··· Source material ···

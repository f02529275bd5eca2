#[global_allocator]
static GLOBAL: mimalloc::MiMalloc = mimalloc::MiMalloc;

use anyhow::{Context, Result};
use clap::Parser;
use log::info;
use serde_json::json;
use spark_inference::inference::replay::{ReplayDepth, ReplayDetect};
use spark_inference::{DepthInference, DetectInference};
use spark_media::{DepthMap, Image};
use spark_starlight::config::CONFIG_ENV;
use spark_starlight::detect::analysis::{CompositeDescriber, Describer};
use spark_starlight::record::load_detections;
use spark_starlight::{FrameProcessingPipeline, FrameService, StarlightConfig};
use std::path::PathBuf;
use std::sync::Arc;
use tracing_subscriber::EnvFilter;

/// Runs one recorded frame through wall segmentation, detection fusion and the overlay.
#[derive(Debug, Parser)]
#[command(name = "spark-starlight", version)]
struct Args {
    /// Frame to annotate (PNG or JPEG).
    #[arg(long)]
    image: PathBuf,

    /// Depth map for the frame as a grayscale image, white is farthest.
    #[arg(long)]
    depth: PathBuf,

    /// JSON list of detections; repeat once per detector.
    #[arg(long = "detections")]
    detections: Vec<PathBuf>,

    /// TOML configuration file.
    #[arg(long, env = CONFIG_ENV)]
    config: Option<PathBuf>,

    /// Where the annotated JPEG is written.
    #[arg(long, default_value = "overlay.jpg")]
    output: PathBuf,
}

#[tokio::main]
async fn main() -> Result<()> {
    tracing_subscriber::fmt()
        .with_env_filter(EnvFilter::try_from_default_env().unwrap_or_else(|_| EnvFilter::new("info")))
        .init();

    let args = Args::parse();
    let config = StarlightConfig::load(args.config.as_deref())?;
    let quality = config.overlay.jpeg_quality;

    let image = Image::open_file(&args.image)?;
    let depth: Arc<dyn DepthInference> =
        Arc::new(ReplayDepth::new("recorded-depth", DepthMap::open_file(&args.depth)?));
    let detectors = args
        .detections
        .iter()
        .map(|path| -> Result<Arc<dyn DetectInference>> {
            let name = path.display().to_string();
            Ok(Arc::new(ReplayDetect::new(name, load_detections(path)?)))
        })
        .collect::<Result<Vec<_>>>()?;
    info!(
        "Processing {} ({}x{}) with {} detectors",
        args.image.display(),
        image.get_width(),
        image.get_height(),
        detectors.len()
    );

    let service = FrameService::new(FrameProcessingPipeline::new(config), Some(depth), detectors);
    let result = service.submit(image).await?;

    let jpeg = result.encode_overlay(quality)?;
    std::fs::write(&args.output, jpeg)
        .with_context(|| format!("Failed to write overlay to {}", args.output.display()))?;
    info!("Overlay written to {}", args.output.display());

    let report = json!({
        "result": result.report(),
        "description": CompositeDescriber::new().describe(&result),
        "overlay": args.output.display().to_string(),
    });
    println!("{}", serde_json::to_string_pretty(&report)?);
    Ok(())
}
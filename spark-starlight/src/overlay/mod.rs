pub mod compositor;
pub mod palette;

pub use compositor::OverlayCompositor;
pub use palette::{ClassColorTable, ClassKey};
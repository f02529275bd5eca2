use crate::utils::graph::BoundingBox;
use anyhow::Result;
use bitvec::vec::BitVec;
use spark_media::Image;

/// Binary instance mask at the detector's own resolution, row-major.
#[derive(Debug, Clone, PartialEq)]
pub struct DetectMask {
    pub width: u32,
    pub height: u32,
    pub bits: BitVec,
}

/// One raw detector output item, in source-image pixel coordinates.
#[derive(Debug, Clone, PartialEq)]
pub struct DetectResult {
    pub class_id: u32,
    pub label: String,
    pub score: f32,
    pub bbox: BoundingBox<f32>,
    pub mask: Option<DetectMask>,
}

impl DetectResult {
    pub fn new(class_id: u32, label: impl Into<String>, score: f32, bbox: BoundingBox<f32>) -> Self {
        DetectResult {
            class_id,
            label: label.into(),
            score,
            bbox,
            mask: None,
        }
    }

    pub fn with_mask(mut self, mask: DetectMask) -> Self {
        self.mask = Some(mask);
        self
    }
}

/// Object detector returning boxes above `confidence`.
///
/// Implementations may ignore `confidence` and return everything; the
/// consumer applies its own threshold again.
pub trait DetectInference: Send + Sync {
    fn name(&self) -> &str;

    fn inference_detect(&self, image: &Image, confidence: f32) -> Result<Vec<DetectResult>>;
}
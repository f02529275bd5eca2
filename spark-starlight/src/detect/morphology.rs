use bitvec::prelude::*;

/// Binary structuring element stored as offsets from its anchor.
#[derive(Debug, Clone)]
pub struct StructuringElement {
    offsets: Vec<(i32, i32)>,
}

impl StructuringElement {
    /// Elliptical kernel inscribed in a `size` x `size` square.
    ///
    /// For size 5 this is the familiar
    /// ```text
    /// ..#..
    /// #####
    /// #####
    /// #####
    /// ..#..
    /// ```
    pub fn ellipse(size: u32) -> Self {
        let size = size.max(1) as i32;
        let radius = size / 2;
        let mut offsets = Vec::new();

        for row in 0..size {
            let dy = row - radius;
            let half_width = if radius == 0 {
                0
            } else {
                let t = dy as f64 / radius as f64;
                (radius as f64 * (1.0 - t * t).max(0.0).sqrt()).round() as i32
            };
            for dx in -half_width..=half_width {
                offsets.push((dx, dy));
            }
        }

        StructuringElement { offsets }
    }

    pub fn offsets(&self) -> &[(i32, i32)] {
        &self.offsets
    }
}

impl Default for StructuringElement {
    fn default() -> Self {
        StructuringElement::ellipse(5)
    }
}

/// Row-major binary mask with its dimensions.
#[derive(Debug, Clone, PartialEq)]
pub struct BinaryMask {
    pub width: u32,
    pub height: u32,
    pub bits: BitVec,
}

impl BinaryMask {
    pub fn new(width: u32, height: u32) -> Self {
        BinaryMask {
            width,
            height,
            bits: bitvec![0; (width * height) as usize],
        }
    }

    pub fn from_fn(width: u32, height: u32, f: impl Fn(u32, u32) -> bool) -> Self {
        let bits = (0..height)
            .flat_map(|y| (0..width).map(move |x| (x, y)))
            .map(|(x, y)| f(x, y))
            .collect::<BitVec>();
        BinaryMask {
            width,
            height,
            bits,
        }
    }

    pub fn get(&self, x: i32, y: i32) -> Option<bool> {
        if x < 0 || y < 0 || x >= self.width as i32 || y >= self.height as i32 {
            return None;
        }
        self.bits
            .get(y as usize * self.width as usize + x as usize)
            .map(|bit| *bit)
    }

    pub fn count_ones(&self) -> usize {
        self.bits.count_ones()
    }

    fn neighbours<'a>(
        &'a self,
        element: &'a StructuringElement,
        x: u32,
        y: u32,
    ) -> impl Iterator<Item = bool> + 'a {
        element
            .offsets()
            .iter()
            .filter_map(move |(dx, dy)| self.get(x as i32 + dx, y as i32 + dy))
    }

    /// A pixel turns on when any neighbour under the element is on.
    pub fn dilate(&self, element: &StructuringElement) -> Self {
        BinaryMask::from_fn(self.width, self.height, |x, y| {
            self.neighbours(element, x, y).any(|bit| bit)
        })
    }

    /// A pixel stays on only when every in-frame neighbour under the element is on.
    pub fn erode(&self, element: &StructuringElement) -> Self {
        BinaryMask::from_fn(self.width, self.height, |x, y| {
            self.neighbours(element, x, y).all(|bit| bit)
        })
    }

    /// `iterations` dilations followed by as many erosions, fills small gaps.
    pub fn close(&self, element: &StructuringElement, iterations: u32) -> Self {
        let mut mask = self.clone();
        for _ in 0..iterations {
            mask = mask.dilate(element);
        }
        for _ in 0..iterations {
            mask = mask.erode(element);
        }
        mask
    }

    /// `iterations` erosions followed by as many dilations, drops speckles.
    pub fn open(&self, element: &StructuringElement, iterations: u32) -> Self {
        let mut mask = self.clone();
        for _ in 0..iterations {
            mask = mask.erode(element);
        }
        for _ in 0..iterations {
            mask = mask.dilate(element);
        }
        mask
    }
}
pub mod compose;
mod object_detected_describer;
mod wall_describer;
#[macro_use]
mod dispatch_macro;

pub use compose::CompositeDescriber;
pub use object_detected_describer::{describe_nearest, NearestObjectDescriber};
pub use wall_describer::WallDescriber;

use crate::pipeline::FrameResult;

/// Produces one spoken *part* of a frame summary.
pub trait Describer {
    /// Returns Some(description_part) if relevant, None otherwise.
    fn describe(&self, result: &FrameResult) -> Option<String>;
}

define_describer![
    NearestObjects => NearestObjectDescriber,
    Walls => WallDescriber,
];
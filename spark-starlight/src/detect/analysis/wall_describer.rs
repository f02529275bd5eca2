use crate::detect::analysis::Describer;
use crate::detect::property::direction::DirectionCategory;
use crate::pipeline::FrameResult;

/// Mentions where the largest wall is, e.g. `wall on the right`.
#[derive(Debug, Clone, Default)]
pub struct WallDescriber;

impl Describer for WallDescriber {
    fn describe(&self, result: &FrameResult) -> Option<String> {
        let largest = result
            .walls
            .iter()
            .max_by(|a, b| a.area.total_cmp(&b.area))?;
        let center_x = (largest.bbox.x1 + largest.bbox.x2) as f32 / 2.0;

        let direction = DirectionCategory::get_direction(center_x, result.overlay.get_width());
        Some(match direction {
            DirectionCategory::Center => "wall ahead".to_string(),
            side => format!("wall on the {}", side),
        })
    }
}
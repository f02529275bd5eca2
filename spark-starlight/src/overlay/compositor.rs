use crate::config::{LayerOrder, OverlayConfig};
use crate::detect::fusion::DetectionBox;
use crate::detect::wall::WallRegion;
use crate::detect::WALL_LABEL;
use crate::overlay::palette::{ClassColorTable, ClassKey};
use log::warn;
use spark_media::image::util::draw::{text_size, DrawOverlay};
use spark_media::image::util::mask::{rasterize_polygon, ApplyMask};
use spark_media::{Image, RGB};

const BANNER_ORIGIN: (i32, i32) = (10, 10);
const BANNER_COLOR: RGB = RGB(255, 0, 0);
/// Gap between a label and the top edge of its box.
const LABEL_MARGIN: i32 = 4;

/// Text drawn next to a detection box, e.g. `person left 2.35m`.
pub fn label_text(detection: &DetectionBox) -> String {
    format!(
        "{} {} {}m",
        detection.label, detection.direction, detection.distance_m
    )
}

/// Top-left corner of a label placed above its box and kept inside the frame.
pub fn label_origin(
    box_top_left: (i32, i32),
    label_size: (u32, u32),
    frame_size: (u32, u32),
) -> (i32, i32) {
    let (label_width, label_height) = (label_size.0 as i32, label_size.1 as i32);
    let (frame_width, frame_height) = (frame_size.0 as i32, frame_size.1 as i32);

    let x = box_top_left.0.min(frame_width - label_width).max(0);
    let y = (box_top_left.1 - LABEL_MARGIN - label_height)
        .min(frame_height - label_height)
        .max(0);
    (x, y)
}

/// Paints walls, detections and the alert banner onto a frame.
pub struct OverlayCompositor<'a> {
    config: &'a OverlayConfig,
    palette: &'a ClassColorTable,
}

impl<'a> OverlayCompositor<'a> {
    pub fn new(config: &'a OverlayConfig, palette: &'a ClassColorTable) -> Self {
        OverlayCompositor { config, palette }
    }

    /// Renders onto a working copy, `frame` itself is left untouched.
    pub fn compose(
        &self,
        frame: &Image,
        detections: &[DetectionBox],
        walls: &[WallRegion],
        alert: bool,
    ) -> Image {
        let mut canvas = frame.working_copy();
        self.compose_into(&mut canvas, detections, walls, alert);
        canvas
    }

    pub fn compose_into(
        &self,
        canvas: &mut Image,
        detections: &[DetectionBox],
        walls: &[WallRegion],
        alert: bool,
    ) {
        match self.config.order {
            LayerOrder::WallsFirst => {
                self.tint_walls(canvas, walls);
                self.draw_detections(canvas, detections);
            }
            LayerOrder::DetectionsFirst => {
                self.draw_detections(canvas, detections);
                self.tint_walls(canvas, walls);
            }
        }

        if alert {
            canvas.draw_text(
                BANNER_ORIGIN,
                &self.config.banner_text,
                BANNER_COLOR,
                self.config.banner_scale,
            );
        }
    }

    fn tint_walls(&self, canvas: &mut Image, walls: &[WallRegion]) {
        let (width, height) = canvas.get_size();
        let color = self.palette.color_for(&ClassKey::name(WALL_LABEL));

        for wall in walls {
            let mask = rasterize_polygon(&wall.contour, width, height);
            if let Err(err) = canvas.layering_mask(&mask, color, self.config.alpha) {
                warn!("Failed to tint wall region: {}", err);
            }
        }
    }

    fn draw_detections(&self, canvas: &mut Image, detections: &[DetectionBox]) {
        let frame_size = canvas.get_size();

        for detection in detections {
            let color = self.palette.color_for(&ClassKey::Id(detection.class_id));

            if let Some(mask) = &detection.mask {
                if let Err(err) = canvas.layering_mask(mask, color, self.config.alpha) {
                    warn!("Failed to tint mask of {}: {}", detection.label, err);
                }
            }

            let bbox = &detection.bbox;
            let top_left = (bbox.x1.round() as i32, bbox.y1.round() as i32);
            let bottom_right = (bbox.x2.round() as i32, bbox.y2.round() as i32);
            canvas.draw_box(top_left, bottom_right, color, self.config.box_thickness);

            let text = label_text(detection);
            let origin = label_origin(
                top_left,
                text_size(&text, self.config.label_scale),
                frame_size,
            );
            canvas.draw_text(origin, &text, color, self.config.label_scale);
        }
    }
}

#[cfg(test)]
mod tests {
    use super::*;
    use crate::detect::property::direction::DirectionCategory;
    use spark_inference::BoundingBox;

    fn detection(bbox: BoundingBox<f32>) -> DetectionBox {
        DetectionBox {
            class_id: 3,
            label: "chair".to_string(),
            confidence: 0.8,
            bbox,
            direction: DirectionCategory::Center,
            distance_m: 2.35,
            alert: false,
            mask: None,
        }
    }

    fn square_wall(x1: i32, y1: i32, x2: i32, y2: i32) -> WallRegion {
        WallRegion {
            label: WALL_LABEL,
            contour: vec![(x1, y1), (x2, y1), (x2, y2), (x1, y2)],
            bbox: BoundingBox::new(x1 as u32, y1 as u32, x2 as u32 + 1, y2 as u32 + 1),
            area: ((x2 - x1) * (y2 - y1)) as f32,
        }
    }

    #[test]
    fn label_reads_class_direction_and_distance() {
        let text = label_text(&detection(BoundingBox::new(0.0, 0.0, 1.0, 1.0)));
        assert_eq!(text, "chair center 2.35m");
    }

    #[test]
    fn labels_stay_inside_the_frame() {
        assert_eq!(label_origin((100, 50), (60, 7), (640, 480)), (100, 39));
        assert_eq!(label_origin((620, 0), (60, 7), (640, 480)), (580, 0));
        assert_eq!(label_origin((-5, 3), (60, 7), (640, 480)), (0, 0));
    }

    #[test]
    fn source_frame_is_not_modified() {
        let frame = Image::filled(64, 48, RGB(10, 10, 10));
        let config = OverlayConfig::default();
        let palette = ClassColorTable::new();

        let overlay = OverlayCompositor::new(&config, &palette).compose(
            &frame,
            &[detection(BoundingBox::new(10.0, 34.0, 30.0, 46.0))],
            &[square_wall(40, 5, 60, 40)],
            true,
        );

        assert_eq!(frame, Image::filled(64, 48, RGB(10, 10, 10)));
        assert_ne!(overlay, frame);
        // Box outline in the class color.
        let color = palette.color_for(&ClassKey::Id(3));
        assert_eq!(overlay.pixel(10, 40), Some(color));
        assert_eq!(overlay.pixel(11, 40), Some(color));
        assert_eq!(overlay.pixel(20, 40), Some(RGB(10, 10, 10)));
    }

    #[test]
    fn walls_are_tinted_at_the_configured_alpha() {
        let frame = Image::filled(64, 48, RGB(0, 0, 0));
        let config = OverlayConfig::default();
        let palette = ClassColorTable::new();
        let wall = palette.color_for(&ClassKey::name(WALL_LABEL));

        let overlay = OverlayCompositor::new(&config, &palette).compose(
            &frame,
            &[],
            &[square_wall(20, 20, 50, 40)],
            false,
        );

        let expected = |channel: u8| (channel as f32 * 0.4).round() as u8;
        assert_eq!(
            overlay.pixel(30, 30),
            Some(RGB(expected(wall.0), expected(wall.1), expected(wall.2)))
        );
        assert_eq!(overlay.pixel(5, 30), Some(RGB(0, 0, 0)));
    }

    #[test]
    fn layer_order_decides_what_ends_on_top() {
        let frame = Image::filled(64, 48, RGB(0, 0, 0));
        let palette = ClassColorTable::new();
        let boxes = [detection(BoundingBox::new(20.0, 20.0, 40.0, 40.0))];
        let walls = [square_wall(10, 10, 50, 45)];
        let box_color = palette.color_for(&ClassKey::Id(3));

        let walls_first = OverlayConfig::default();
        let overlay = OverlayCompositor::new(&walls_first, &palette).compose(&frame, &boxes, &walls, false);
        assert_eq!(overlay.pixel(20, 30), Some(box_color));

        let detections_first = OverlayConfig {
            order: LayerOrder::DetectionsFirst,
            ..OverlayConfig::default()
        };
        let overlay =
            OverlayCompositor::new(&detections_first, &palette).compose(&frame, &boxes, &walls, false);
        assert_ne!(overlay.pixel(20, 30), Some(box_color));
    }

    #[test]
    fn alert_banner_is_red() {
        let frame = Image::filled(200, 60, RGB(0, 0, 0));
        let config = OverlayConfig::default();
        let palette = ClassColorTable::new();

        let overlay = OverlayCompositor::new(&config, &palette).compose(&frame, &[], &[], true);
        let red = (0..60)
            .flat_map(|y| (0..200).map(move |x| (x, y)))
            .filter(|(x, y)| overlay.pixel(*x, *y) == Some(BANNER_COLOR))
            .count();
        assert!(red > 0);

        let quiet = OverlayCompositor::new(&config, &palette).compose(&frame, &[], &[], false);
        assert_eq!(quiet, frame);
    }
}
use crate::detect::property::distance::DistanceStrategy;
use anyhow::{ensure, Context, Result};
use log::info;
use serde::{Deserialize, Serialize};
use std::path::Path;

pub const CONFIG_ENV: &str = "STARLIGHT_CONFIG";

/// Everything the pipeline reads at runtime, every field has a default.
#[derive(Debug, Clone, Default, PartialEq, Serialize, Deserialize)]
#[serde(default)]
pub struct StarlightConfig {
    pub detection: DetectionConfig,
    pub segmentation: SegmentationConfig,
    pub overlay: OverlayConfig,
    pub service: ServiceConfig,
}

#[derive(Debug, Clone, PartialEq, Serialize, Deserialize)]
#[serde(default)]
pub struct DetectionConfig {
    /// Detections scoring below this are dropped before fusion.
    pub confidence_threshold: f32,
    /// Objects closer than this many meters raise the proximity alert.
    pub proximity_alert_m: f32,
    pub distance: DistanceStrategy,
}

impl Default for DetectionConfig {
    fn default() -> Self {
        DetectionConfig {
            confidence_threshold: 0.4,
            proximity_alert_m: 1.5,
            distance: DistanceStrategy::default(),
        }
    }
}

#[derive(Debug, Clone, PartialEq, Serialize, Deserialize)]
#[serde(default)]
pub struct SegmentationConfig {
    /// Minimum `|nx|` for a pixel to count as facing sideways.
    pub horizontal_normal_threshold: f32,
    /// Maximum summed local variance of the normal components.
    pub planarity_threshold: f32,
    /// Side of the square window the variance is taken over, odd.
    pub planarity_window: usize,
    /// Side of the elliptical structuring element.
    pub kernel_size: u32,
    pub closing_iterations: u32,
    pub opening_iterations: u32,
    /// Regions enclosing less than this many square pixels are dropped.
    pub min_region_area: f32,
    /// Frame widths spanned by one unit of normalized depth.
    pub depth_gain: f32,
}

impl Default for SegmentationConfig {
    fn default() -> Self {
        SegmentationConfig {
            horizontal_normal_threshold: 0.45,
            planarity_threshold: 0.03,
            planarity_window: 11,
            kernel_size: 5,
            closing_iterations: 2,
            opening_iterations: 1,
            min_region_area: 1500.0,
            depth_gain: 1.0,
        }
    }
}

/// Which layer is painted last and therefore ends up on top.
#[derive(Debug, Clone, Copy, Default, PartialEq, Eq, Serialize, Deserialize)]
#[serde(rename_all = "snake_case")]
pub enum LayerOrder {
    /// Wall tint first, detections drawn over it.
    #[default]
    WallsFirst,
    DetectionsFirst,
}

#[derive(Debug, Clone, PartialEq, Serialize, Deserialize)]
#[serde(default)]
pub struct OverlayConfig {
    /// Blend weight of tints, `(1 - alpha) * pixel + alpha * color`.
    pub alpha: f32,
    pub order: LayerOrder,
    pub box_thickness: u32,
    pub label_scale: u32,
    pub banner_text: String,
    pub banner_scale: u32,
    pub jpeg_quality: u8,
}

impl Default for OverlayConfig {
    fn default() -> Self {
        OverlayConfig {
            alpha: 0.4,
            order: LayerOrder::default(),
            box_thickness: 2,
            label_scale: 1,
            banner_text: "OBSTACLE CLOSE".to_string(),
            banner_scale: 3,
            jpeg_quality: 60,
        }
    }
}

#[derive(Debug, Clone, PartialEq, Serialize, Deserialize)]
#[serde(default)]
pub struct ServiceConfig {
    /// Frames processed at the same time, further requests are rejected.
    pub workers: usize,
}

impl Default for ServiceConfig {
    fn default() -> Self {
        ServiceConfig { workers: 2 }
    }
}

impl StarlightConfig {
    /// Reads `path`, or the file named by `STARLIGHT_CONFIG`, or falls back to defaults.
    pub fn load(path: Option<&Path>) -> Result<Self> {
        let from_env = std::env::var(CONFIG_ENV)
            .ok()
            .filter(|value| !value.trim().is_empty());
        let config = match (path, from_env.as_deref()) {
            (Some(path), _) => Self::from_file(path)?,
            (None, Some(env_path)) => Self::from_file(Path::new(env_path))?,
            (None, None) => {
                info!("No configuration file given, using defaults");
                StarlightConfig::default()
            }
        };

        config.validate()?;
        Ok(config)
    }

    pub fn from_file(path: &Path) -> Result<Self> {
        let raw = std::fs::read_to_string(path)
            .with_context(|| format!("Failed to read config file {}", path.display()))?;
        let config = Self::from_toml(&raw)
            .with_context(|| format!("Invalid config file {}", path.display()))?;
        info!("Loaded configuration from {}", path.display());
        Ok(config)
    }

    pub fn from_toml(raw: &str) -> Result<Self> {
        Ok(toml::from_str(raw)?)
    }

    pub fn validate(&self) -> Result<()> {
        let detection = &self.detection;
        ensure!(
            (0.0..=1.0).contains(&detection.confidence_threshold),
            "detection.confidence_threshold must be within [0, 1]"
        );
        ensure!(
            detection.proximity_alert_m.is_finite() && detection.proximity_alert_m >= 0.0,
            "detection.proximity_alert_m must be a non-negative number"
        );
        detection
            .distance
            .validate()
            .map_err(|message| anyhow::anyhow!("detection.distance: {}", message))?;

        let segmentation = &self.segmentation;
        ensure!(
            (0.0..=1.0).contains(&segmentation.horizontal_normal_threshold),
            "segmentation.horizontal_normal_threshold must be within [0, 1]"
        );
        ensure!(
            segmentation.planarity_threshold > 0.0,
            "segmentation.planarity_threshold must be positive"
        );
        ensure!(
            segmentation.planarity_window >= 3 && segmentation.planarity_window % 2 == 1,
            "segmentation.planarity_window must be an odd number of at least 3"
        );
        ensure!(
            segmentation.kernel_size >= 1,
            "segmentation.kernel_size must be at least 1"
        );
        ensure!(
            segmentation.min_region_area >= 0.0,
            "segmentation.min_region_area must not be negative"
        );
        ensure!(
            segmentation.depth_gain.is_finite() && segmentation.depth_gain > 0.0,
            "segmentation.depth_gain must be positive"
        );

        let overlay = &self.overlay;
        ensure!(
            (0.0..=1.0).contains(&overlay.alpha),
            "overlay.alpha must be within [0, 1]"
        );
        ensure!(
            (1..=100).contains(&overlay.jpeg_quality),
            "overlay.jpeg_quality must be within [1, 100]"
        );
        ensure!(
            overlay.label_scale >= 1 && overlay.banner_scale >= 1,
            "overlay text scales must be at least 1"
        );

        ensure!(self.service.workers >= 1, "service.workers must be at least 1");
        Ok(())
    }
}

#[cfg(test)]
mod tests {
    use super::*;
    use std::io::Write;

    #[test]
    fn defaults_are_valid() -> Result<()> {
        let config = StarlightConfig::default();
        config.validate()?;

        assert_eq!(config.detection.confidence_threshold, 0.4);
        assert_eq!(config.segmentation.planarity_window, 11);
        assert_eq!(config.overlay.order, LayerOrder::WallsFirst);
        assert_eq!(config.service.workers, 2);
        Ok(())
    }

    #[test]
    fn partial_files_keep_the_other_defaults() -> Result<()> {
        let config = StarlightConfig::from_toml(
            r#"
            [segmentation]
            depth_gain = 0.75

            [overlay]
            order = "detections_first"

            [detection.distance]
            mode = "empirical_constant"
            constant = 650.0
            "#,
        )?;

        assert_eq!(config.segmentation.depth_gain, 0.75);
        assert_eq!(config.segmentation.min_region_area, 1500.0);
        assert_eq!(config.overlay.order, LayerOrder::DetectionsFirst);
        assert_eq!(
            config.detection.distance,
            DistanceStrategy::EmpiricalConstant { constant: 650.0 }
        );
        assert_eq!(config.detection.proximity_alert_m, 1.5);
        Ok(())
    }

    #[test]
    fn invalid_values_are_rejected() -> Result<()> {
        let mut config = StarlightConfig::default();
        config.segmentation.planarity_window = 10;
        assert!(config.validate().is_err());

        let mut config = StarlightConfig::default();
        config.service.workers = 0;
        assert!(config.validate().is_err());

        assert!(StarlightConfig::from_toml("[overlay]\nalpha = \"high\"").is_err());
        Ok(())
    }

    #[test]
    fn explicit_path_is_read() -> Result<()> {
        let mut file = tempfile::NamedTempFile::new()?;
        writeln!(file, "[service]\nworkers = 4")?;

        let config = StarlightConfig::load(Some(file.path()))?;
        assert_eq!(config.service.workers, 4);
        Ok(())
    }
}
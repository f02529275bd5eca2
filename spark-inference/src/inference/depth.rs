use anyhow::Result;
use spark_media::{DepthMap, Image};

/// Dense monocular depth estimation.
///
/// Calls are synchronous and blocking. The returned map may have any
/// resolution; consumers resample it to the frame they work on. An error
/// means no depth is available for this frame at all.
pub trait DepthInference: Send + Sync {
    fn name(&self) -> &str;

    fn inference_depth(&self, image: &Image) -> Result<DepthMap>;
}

···

What is required ▸
Write out exactly the lines above between the line with "requests are rejected." and the line with "pub fn load(path: Option<&Path>)", inclusive, and nothing beyond them.

Output of the task ▸
    /// Frames processed at the same time, further requests are rejected.
    pub workers: usize,
}

impl Default for ServiceConfig {
    fn default() -> Self {
        ServiceConfig { workers: 2 }
    }
}

impl StarlightConfig {
    /// Reads `path`, or the file named by `STARLIGHT_CONFIG`, or falls back to defaults.
    pub fn load(path: Option<&Path>) -> Result<Self> {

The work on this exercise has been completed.